(Collected data)
#####

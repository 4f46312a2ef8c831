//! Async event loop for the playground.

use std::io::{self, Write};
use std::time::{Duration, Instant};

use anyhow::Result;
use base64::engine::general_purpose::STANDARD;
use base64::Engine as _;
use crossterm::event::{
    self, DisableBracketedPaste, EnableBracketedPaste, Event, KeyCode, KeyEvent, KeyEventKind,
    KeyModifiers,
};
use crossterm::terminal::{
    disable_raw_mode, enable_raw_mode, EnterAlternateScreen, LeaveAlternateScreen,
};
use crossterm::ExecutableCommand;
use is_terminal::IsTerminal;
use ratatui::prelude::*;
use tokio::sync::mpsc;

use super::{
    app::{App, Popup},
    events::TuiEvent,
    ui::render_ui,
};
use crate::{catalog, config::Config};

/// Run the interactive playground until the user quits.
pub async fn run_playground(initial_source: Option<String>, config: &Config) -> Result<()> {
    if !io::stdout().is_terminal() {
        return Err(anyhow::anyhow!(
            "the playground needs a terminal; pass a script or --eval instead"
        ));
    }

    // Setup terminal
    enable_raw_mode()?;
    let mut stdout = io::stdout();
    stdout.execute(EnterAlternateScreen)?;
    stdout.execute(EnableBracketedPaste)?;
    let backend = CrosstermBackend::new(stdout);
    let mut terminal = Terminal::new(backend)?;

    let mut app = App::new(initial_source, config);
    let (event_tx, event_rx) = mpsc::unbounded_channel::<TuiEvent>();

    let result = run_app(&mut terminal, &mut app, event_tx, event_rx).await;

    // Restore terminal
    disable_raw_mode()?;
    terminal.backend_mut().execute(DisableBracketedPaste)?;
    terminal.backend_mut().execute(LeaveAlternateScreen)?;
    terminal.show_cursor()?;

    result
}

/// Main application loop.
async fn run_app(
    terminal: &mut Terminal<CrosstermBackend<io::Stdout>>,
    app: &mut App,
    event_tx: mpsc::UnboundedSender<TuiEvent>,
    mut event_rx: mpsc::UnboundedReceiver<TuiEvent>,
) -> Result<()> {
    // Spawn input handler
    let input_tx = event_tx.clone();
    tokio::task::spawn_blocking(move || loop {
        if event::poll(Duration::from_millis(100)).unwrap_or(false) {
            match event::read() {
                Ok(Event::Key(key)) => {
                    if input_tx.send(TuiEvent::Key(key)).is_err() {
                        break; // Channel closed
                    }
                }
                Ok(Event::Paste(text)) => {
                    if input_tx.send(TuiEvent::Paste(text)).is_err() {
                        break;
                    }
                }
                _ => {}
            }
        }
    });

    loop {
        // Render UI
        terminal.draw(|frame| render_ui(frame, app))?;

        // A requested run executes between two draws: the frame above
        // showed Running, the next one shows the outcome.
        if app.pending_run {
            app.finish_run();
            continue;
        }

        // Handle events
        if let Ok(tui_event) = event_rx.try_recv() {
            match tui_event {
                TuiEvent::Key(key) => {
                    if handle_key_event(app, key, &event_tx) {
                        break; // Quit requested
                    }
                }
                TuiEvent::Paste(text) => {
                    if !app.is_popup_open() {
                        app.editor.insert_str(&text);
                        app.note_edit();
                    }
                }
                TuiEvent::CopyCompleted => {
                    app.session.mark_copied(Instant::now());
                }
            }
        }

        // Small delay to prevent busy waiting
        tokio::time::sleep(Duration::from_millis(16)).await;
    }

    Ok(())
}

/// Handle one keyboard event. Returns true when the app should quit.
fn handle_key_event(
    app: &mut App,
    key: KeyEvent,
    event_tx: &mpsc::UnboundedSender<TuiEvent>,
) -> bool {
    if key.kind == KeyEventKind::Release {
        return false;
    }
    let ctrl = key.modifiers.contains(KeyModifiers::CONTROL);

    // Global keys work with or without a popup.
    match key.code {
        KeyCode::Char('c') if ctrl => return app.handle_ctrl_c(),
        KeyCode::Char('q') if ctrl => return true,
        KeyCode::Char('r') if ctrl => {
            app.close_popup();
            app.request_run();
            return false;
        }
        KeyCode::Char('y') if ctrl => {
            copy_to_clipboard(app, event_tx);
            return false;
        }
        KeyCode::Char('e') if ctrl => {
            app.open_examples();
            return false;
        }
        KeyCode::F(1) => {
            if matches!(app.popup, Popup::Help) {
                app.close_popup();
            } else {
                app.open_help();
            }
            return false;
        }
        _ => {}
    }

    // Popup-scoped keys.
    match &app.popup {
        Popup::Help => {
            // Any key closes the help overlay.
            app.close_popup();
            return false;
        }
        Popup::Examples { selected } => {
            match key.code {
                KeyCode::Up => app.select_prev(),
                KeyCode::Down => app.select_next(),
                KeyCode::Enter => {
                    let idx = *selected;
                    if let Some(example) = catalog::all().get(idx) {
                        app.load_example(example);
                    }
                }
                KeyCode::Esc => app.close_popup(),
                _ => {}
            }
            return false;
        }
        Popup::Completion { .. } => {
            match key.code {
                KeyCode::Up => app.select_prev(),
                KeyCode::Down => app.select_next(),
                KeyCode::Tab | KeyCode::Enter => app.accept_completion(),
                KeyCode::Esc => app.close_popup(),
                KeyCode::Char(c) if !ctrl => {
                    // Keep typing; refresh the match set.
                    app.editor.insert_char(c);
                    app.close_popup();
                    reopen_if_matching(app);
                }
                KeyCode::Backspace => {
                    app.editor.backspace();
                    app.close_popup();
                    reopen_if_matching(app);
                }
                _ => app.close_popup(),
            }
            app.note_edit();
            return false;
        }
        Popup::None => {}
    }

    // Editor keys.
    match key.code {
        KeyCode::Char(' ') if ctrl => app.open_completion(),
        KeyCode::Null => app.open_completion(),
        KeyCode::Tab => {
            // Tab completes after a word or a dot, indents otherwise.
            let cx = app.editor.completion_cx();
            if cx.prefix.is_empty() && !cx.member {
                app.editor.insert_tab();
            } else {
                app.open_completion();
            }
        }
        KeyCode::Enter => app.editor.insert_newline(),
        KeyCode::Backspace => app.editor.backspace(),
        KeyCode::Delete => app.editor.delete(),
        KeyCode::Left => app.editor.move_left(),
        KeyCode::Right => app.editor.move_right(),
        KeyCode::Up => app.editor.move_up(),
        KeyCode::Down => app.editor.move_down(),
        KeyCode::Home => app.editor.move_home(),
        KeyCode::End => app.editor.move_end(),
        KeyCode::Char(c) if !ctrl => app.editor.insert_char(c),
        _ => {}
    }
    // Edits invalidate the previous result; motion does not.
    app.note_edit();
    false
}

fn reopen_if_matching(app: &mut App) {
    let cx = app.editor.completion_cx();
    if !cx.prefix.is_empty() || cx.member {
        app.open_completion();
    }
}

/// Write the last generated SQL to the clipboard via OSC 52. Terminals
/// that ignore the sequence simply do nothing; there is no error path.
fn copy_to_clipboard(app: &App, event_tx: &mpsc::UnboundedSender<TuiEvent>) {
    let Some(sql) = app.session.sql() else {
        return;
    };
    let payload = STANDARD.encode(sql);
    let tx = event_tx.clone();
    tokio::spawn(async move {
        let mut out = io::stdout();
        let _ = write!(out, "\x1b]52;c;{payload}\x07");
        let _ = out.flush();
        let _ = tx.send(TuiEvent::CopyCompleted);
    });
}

#####

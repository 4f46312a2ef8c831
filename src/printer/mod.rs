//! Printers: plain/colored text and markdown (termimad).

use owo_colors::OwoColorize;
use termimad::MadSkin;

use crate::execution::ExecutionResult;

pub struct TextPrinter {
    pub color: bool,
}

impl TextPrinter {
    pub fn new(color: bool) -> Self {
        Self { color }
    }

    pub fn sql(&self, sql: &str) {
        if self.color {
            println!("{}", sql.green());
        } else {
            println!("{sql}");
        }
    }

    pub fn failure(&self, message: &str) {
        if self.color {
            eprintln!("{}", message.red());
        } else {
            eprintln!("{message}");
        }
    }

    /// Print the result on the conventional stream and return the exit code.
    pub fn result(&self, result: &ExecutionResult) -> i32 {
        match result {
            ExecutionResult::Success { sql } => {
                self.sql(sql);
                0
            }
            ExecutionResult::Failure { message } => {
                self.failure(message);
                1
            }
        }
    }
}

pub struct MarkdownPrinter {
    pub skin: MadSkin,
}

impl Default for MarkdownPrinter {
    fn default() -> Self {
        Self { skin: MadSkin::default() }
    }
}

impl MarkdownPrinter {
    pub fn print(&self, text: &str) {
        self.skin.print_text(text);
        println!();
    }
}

#####

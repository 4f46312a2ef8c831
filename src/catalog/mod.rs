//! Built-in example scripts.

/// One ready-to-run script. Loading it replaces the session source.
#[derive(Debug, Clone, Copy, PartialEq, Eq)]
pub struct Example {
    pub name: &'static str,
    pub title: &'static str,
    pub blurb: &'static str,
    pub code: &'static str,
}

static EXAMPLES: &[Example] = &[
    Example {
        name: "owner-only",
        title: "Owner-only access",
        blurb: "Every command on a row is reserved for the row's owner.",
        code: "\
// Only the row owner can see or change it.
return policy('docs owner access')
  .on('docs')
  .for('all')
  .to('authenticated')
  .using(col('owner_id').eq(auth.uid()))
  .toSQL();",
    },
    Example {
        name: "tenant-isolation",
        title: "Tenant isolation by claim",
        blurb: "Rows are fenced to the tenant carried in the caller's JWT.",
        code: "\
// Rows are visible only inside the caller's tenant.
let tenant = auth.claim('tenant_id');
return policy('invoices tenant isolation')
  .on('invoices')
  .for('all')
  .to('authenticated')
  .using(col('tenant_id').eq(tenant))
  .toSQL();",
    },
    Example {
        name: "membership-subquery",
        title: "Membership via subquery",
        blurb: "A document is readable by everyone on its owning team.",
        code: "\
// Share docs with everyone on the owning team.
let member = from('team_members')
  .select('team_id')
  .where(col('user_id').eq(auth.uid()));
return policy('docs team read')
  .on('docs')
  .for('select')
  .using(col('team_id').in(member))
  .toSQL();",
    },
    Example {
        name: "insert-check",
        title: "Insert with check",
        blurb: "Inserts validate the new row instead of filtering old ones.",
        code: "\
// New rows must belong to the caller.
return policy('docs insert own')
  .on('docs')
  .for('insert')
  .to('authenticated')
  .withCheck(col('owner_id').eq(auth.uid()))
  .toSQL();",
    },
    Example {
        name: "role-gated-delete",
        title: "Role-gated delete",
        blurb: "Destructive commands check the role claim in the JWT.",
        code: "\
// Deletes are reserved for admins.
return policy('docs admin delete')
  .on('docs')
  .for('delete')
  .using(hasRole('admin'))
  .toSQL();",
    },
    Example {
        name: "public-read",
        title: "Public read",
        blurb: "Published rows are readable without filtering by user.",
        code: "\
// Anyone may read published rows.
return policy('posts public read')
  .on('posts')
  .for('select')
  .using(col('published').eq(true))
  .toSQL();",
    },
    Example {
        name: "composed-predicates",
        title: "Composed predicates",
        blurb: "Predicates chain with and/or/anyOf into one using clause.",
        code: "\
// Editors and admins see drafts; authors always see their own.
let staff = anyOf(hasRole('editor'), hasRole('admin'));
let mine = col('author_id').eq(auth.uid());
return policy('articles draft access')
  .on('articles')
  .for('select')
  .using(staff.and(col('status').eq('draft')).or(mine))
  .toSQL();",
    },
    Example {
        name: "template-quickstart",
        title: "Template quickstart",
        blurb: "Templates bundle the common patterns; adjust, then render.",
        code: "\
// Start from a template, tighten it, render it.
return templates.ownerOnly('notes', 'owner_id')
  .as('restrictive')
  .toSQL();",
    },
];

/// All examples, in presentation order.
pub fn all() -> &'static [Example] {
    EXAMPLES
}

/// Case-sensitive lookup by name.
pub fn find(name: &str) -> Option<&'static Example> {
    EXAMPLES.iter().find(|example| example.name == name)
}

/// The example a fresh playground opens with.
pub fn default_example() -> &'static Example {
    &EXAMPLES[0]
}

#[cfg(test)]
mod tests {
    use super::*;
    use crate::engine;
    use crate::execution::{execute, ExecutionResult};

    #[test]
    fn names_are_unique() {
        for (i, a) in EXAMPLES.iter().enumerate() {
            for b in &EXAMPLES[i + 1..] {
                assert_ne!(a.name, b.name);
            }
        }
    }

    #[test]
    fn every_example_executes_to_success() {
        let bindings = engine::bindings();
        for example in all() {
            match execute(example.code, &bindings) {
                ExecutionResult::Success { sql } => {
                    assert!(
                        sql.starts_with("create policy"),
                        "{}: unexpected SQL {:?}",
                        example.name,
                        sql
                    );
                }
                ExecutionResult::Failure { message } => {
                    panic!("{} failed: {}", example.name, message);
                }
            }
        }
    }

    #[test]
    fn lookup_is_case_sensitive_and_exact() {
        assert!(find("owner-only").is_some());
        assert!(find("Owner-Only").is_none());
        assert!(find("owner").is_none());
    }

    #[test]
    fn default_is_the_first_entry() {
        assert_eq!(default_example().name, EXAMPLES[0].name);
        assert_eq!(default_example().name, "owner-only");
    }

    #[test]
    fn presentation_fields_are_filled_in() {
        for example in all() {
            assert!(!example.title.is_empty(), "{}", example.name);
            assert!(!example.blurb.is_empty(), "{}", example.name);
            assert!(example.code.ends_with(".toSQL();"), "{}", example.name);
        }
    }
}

#####

* EXERCISE *
Of the lines above, retype only those from the line containing "use crate::execution::ExecutionResult;" through the line containing "self.failure(message);", including both, exactly.

* SOLUTION *
use crate::execution::ExecutionResult;

pub struct TextPrinter {
    pub color: bool,
}

impl TextPrinter {
    pub fn new(color: bool) -> Self {
        Self { color }
    }

    pub fn sql(&self, sql: &str) {
        if self.color {
            println!("{}", sql.green());
        } else {
            println!("{sql}");
        }
    }

    pub fn failure(&self, message: &str) {
        if self.color {
            eprintln!("{}", message.red());
        } else {
            eprintln!("{message}");
        }
    }

    /// Print the result on the conventional stream and return the exit code.
    pub fn result(&self, result: &ExecutionResult) -> i32 {
        match result {
            ExecutionResult::Success { sql } => {
                self.sql(sql);
                0
            }
            ExecutionResult::Failure { message } => {
                self.failure(message);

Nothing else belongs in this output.